The days when the bulk of funds generated in Enugu state were from the mining of coal and production of palm oil are long gone, and in recent years, the state has had to diversify its resources to generate enough funds to run the state properly.

The bulk of money generated in the state is due to the efforts of the Enugu State Internal Revenue Service (ESIRS) which regulates and monitors the taxes imposed on inhabitants of the state, with tax assessment offices placed at strategic areas of the state like Emene, Edinburgh and even in Nsukka, all remitting funds to the head office at Okpara Avenue.

Other areas of revenue generation in the state include tolls from the airport, fines from the ministry of transport, Enugu State Waste Management Authority (ESWAMA) dues, and the ticketing of buses and tricycles among others.

The rise in revenue from 2018 to 2019 elevated Enugu State to the ranks of the top five states in the country in terms of revenue generation.

After the 2018 budget was released, senior government officials stated that the budget had reduced internal and external borrowing in the state by up to 60 percent and that as long as it was prudently managed, there would be no need for the state to be dragged further into indebtedness.


As earlier reported, the ESIRS is the department responsible for assessing and collecting internally generated revenue in the state from individuals and organizations. The funds collected are then added to the federal allocation when preparing a new budget to meet the needs of the state.

In 2017, the ESIRS launched a new initiative to better track and maximize the efficiency of how internally generated revenue in the state is raised, called Enugu Internally Generated Revenue Central System (ENICS).

This initiative has helped taxpayers in the state confirm payments from the comfort of their homes using the Enugu State Social Benefit Numbers (ESBN).

The only requirement to get an ESBN is to visit the link, https://irs.en.gov.ng/obtain-tin from anywhere in the world to enroll.

There are several taxes imposed on the citizens by the state which the ESIRS collects, such as:

1. Personal Income Tax: It is levied on the income of an individual employed by any organization and is deducted from their salary by the organization. Self-employed individuals have to file their tax returns annually and pay the dues themselves, however. Personal income tax can be broken down further into subdivisions:

i. Pay As You Earn Tax: Where all employers in the state are expected to deduct this tax from their employees’ monthly salaries and remit to the appropriate tax office by the tenth day of the following month.

ii. Direct Assessment Tax: This is levied on the self-employed class- the business people. In this category, the individual is expected to assess the tax owed and remit the payment at the appropriate location. They are expected to file their returns and be assessed by the tax authority yearly, to confirm they are remitting the right amount.

iii. Capital Gains Tax: It is charged at a 10% rate on gains from the disposal of capital assets. Gains from the disposal of shares and stocks are exempt from being taxed in this category, however.
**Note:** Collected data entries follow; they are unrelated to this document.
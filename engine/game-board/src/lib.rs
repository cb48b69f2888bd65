//! Board rules for a two-player gravity connection game.
//!
//! Players drop pieces into the columns of an R x C grid; a piece lands on
//! top of the existing stack and four connected pieces in a line win. One
//! cell of the grid is forbidden: it never holds a piece and a stack simply
//! grows over it.
//!
//! # Board Layout
//!
//! Rows are numbered from the top, so pieces land on the highest row index
//! that is still free:
//! ```text
//! Row 0: [ 0][ 1][ 2][ 3][ 4][ 5][ 6]  <- Top
//! Row 1: [ 7][ 8][ 9][10][11][12][13]
//! ...
//! Row 5: [35][36][37][38][39][40][41]  <- Bottom (floor)
//!         Col 0  1  2  3  4  5  6
//! ```
//!
//! Each column keeps a *height*: the number of free slots above its stack.
//! The next piece in column `c` lands on row `height[c] - 1`, and a height of
//! zero means the column is full.
//!
//! # Usage
//!
//! ```rust
//! use game_board::{GameState, Outcome, Side};
//!
//! let mut state = GameState::empty(6, 7, Some((4, 3)), Side::Computer).unwrap();
//! let mv = state.apply_move(3);
//! assert_eq!((mv.row, mv.col), (5, 3));
//! // The piece landed right under the forbidden cell, so the stack skips it.
//! assert_eq!(state.heights()[3], 4);
//! assert_eq!(state.outcome(), Outcome::Ongoing);
//! ```

mod error;
mod position;
mod rules;
mod state;

use serde::{Deserialize, Serialize};

pub use error::BoardError;
pub use rules::{
    did_computer_win, did_player_win, evaluate_outcome, is_board_full, legal_columns, CONNECT,
};
pub use state::{Board, GameState, Geometry};

/// Default board dimensions (the classic 6 x 7 grid).
pub const DEFAULT_ROWS: usize = 6;
pub const DEFAULT_COLS: usize = 7;

/// Terminal value of a computer win. Values are always expressed from the
/// computer's point of view.
pub const COMPUTER_WIN_VALUE: f64 = 1.0;
/// Terminal value of a player win.
pub const PLAYER_WIN_VALUE: f64 = -1.0;
/// Terminal value of a tie.
pub const TIE_VALUE: f64 = 0.0;

/// Content of a single board cell.
#[derive(Debug, Clone, Copy, PartialEq, Eq, Hash, Default)]
pub enum Cell {
    #[default]
    Empty,
    Player,
    Computer,
}

impl Cell {
    /// Numeric code used by flat board arrays: 0 = empty, 1 = player, 2 = computer.
    pub fn code(self) -> u8 {
        match self {
            Cell::Empty => 0,
            Cell::Player => 1,
            Cell::Computer => 2,
        }
    }

    /// Decode a flat-array cell code.
    pub fn from_code(code: i32) -> Option<Cell> {
        match code {
            0 => Some(Cell::Empty),
            1 => Some(Cell::Player),
            2 => Some(Cell::Computer),
            _ => None,
        }
    }

    /// Text symbol used by [`GameState::parse`] and `Display`.
    pub fn symbol(self) -> char {
        match self {
            Cell::Empty => '.',
            Cell::Player => 'X',
            Cell::Computer => 'O',
        }
    }
}

/// One of the two sides of the game.
#[derive(Debug, Clone, Copy, PartialEq, Eq, Hash, Serialize, Deserialize)]
#[serde(rename_all = "snake_case")]
pub enum Side {
    /// The human opponent.
    Player,
    /// The engine.
    Computer,
}

impl Side {
    pub fn opponent(self) -> Side {
        match self {
            Side::Player => Side::Computer,
            Side::Computer => Side::Player,
        }
    }

    /// The cell value this side's pieces occupy.
    pub fn cell(self) -> Cell {
        match self {
            Side::Player => Cell::Player,
            Side::Computer => Cell::Computer,
        }
    }

    /// Sign that turns a computer-perspective value into this side's
    /// perspective.
    pub fn perspective(self) -> f64 {
        match self {
            Side::Player => -1.0,
            Side::Computer => 1.0,
        }
    }
}

/// Coordinates of a placed piece.
#[derive(Debug, Clone, Copy, PartialEq, Eq, Hash, Serialize, Deserialize)]
pub struct Move {
    pub row: usize,
    pub col: usize,
}

impl Move {
    pub fn new(row: usize, col: usize) -> Self {
        Self { row, col }
    }
}

/// Classification of the position right after a move.
#[derive(Debug, Clone, Copy, PartialEq, Eq, Hash, Serialize, Deserialize)]
#[serde(rename_all = "snake_case")]
pub enum Outcome {
    PlayerWin,
    ComputerWin,
    Tie,
    Ongoing,
}

impl Outcome {
    #[inline]
    pub fn is_terminal(self) -> bool {
        self != Outcome::Ongoing
    }

    /// Terminal value from the computer's perspective, `None` while ongoing.
    pub fn value(self) -> Option<f64> {
        match self {
            Outcome::PlayerWin => Some(PLAYER_WIN_VALUE),
            Outcome::ComputerWin => Some(COMPUTER_WIN_VALUE),
            Outcome::Tie => Some(TIE_VALUE),
            Outcome::Ongoing => None,
        }
    }
}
iv. Stamp Duties: These are duties levied on documents, usually legal documents such as cheques, receipts, marriage licenses, bank transactions, online transactions such as ordering goods online, and land transaction documents.
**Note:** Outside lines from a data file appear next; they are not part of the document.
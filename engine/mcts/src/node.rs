//! Search tree node representation.
//!
//! Each node owns a full copy of the game state reached by playing one column
//! from its parent, plus the visit statistics used by UCB selection.

use game_board::{GameState, Move, Outcome, Side};

/// Index into the node arena. Using a newtype for type safety.
#[derive(Debug, Clone, Copy, PartialEq, Eq, Hash)]
pub struct NodeId(pub u32);

impl NodeId {
    pub const NONE: NodeId = NodeId(u32::MAX);

    pub fn is_none(self) -> bool {
        self == Self::NONE
    }

    /// Id for the arena slot at `index`.
    ///
    /// # Panics
    /// When the index does not fit below `NONE`; the arena is full.
    pub fn from_index(index: usize) -> NodeId {
        match u32::try_from(index) {
            Ok(raw) if raw != u32::MAX => NodeId(raw),
            _ => panic!("search tree arena is full ({} nodes)", index),
        }
    }

    pub fn is_some(self) -> bool {
        !self.is_none()
    }
}

/// A node in the search tree.
#[derive(Debug, Clone)]
pub struct SearchNode {
    /// Parent node index (NONE for root)
    parent: NodeId,

    /// Distance from the root
    depth: u32,

    /// Game state after this node's move
    state: GameState,

    /// Outcome of this node's move, `Ongoing` for the root
    outcome: Outcome,

    /// Number of completed cycles that passed through this node
    visits: u32,

    /// Sum of terminal values backed up through this node, computer perspective
    value_sum: f64,

    /// Columns not yet expanded. Order carries no meaning.
    untried: Vec<usize>,

    /// Child per column, NONE where the column is untried or illegal
    children: Vec<NodeId>,
}

impl SearchNode {
    /// Create the root node from the live position.
    pub fn new_root(state: GameState) -> Self {
        // The live position is searched even if its last move decided it.
        Self::new(NodeId::NONE, 0, state, Outcome::Ongoing)
    }

    /// Create a child node for a state one move below `parent`.
    pub fn new_child(parent: NodeId, depth: u32, state: GameState) -> Self {
        let outcome = state.outcome();
        Self::new(parent, depth, state, outcome)
    }

    fn new(parent: NodeId, depth: u32, state: GameState, outcome: Outcome) -> Self {
        // Terminal positions are never expanded.
        let untried = if outcome.is_terminal() {
            Vec::new()
        } else {
            state.legal_columns()
        };
        let children = vec![NodeId::NONE; state.geometry().cols()];

        Self {
            parent,
            depth,
            state,
            outcome,
            visits: 0,
            value_sum: 0.0,
            untried,
            children,
        }
    }

    #[inline]
    pub fn parent(&self) -> NodeId {
        self.parent
    }

    #[inline]
    pub fn depth(&self) -> u32 {
        self.depth
    }

    #[inline]
    pub fn state(&self) -> &GameState {
        &self.state
    }

    /// Move that produced this node, `None` for the root.
    #[inline]
    pub fn last_move(&self) -> Option<Move> {
        self.state.last_move()
    }

    /// Side to move at this node.
    #[inline]
    pub fn to_move(&self) -> Side {
        self.state.to_move()
    }

    #[inline]
    pub fn outcome(&self) -> Outcome {
        self.outcome
    }

    /// The root is never terminal; any other node is terminal when its move
    /// won or filled the board.
    #[inline]
    pub fn is_terminal(&self) -> bool {
        self.outcome.is_terminal()
    }

    #[inline]
    pub fn is_expandable(&self) -> bool {
        !self.untried.is_empty()
    }

    #[inline]
    pub fn untried(&self) -> &[usize] {
        &self.untried
    }

    #[inline]
    pub fn visits(&self) -> u32 {
        self.visits
    }

    #[inline]
    pub fn value_sum(&self) -> f64 {
        self.value_sum
    }

    /// Average backed-up value W / N, computer perspective.
    /// Returns 0.0 if never visited.
    #[inline]
    pub fn mean_value(&self) -> f64 {
        if self.visits == 0 {
            0.0
        } else {
            self.value_sum / self.visits as f64
        }
    }

    /// Record one completed cycle through this node.
    #[inline]
    pub(crate) fn record(&mut self, delta: f64) {
        self.visits += 1;
        self.value_sum += delta;
    }

    /// Child created for `column`, if any.
    #[inline]
    pub fn child(&self, column: usize) -> Option<NodeId> {
        self.children
            .get(column)
            .copied()
            .filter(|id| id.is_some())
    }

    /// Realized children as (column, id) pairs in column order.
    pub fn children(&self) -> impl Iterator<Item = (usize, NodeId)> + '_ {
        self.children
            .iter()
            .enumerate()
            .filter(|(_, id)| id.is_some())
            .map(|(col, id)| (col, *id))
    }

    #[inline]
    pub fn has_children(&self) -> bool {
        self.children.iter().any(|id| id.is_some())
    }

    /// Remove the untried column at `index` (swap-remove, O(1)).
    pub(crate) fn take_untried(&mut self, index: usize) -> usize {
        self.untried.swap_remove(index)
    }

    pub(crate) fn link_child(&mut self, column: usize, child: NodeId) {
        debug_assert!(self.children[column].is_none());
        self.children[column] = child;
    }

    /// UCB1 score of this node as seen from its parent.
    ///
    /// `score = perspective * W/N + c * sqrt(2 ln N_parent / N)`
    ///
    /// Values are stored from the computer's point of view, so `perspective`
    /// is -1 when the player is to move at the parent: each side maximizes
    /// its own expected value. Unvisited nodes score +inf.
    ///
    /// Takes a pre-computed `ln(N_parent)` to avoid redundant logs when
    /// comparing siblings.
    #[inline]
    pub fn ucb_score(&self, parent_visits_ln: f64, exploration: f64, perspective: f64) -> f64 {
        if self.visits == 0 {
            return f64::INFINITY;
        }
        let n = self.visits as f64;
        perspective * self.value_sum / n + exploration * (2.0 * parent_visits_ln / n).sqrt()
    }
}

#[cfg(test)]
mod tests {
    use super::*;

    fn root() -> SearchNode {
        SearchNode::new_root(GameState::empty(6, 7, None, Side::Computer).unwrap())
    }

    #[test]
    fn test_node_id_none() {
        assert!(NodeId::NONE.is_none());
        assert!(!NodeId::NONE.is_some());
        assert!(!NodeId(0).is_none());
        assert!(NodeId(0).is_some());
    }

    #[test]
    fn test_new_root() {
        let node = root();

        assert!(node.parent().is_none());
        assert_eq!(node.depth(), 0);
        assert_eq!(node.visits(), 0);
        assert!(!node.is_terminal());
        assert!(node.is_expandable());
        assert!(!node.has_children());
        assert!(node.last_move().is_none());
        assert_eq!(node.to_move(), Side::Computer);

        let mut untried = node.untried().to_vec();
        untried.sort_unstable();
        assert_eq!(untried, (0..7).collect::<Vec<_>>());
    }

    #[test]
    fn test_full_columns_are_not_untried() {
        let mut state = GameState::empty(2, 3, None, Side::Computer).unwrap();
        state.apply_move(1);
        state.apply_move(1);
        let node = SearchNode::new_child(NodeId(0), 1, state);

        let mut untried = node.untried().to_vec();
        untried.sort_unstable();
        assert_eq!(untried, vec![0, 2]);
    }

    #[test]
    fn test_terminal_child() {
        let mut state = GameState::empty(1, 4, None, Side::Computer).unwrap();
        for col in 0..3 {
            state.place(col, Side::Computer);
        }
        state.apply_move(3);
        let node = SearchNode::new_child(NodeId(0), 1, state);

        assert!(node.is_terminal());
        assert_eq!(node.outcome(), Outcome::ComputerWin);
        assert!(!node.is_expandable());
    }

    #[test]
    fn test_root_is_never_terminal() {
        let mut state = GameState::empty(1, 5, None, Side::Computer).unwrap();
        for col in 0..3 {
            state.place(col, Side::Computer);
        }
        state.apply_move(3);
        assert_eq!(state.outcome(), Outcome::ComputerWin);

        let node = SearchNode::new_root(state);
        assert!(!node.is_terminal());
        assert_eq!(node.untried(), &[4]);
    }

    #[test]
    fn test_mean_value() {
        let mut node = root();

        // Unvisited
        assert!(node.mean_value().abs() < 1e-12);

        node.record(1.0);
        node.record(-1.0);
        node.record(1.0);
        node.record(1.0);
        assert_eq!(node.visits(), 4);
        assert!((node.value_sum() - 2.0).abs() < 1e-12);
        assert!((node.mean_value() - 0.5).abs() < 1e-12);
    }

    #[test]
    fn test_ucb_score() {
        let mut node = root();
        for _ in 0..10 {
            node.record(0.5);
        }

        let ln_parent = (100.0f64).ln();
        // 0.5 + 0.8 * sqrt(2 * ln(100) / 10)
        let expected = 0.5 + 0.8 * (2.0 * ln_parent / 10.0).sqrt();
        assert!((node.ucb_score(ln_parent, 0.8, 1.0) - expected).abs() < 1e-9);

        // Flipped perspective only negates the exploitation term.
        let flipped = -0.5 + 0.8 * (2.0 * ln_parent / 10.0).sqrt();
        assert!((node.ucb_score(ln_parent, 0.8, -1.0) - flipped).abs() < 1e-9);
    }

    #[test]
    fn test_unvisited_scores_infinite() {
        let node = root();
        assert_eq!(node.ucb_score(1.0, 0.8, 1.0), f64::INFINITY);
    }

    #[test]
    fn test_child_links() {
        let mut node = root();
        assert!(node.child(2).is_none());

        node.link_child(2, NodeId(5));
        assert_eq!(node.child(2), Some(NodeId(5)));
        assert!(node.child(99).is_none());
        assert_eq!(node.children().collect::<Vec<_>>(), vec![(2, NodeId(5))]);
        assert!(node.has_children());
    }

    #[test]
    fn test_node_id_from_index() {
        assert_eq!(NodeId::from_index(0), NodeId(0));
        assert_eq!(NodeId::from_index(41), NodeId(41));
        assert_eq!(NodeId::from_index(u32::MAX as usize - 1), NodeId(u32::MAX - 1));
    }

    #[test]
    #[should_panic(expected = "arena is full")]
    fn test_node_id_from_index_rejects_none_slot() {
        NodeId::from_index(u32::MAX as usize);
    }

    #[cfg(target_pointer_width = "64")]
    #[test]
    #[should_panic(expected = "arena is full")]
    fn test_node_id_from_index_rejects_overflow() {
        NodeId::from_index(u32::MAX as usize + 1);
    }
}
v. Withholding Tax: This is an advance payment of income tax where the tax deducted at the source can be offset against any subsequent tax liability due concerning the income.

2. Consumption Tax: The Hotel Occupancy and Restaurant Consumption Law was enacted by the Enugu State House of Assembly to levy a tax on goods and services consumed in hotels and event centers in the state.

As long as an individual or organization pays for the use of a hotel/hotel property or event centre, or purchases food or drinks from a restaurant, the tax is levied on them. The rate of the tax is 5% of the total bill issued to the customer, excluding the service charge and VAT.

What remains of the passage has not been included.